## EXERCISE DIRECTIONS:
Every line of the records that holds the word "valid" should be copied out.

[Stored records]
--- --- ---
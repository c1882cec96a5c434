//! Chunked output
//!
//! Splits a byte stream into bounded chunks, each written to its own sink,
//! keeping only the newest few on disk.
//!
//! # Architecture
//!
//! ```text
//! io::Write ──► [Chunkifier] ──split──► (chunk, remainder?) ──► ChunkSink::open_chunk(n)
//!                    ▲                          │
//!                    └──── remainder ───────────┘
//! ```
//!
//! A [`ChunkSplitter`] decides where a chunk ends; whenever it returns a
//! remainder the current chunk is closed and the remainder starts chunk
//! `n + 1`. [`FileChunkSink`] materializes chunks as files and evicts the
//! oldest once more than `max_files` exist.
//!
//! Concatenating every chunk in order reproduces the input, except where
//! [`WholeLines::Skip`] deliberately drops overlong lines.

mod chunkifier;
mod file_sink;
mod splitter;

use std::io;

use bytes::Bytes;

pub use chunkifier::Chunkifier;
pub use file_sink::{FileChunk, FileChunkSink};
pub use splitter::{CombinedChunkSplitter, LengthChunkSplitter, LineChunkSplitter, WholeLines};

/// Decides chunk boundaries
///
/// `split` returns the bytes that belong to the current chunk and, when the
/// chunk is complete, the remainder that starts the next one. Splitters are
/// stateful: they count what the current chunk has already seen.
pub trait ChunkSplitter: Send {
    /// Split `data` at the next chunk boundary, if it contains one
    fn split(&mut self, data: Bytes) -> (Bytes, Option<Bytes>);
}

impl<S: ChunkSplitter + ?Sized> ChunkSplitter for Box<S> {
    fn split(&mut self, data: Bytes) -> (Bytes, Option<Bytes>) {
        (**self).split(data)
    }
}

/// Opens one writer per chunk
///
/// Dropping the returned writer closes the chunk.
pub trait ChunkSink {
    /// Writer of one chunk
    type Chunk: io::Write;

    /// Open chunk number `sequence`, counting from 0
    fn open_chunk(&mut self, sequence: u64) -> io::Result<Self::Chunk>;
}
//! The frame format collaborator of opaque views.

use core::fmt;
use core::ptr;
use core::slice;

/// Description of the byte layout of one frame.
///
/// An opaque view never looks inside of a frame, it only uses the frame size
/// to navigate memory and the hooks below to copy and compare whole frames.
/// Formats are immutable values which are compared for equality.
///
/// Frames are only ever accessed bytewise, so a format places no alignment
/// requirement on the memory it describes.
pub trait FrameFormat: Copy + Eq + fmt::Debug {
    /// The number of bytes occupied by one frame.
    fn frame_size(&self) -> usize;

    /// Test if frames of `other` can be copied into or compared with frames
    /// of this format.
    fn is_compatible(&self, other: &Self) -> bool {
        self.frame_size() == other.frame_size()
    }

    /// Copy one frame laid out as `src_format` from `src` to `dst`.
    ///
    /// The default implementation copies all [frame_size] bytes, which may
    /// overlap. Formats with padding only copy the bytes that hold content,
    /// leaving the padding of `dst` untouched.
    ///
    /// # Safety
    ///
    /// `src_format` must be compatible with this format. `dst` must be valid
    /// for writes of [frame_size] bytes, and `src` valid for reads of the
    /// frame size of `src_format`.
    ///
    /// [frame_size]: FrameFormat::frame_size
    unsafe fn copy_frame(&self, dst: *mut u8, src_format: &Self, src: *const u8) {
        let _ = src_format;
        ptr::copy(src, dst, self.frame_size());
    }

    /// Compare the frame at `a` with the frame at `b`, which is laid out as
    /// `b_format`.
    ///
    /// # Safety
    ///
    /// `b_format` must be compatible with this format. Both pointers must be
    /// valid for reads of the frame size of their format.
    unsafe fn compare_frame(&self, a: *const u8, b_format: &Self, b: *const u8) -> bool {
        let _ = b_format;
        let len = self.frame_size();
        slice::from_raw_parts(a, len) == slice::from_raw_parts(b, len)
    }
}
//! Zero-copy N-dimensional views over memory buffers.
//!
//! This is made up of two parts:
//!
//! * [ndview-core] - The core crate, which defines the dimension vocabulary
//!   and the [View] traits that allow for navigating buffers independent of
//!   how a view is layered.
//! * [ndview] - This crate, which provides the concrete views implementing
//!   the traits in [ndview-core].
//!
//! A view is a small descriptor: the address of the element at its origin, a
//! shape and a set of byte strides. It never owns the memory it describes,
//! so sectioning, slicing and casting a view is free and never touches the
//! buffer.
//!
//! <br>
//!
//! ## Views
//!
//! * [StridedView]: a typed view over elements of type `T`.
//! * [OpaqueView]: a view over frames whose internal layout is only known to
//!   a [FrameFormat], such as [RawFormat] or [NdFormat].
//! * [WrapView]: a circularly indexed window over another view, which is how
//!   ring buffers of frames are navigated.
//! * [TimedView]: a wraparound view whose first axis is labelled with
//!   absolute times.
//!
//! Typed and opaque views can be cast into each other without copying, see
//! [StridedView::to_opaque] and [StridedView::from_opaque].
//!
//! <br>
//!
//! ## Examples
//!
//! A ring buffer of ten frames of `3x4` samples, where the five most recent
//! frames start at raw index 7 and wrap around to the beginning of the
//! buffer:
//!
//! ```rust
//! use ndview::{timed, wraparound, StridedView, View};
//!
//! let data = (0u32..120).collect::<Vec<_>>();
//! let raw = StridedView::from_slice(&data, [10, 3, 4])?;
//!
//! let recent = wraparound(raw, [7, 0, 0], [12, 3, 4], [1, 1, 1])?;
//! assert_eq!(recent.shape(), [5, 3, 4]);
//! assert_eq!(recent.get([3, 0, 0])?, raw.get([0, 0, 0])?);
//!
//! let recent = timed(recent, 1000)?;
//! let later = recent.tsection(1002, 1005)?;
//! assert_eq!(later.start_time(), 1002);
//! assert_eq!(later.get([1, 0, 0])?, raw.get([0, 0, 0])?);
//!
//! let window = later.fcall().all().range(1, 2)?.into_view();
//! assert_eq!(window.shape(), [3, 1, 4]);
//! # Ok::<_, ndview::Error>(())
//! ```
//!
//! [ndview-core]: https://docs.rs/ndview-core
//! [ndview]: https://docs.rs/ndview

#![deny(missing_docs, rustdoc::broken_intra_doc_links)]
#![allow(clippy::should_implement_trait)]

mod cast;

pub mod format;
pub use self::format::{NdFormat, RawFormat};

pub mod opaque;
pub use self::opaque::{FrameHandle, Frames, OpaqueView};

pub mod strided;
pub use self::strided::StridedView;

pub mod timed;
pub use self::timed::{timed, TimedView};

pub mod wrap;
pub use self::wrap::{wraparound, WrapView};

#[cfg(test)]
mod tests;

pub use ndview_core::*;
--- --- ---
## WRITTEN ANSWER:
    /// `src_format` must be compatible with this format. `dst` must be valid
    /// for writes of [frame_size] bytes, and `src` valid for reads of the
    /// valid for reads of the frame size of their format.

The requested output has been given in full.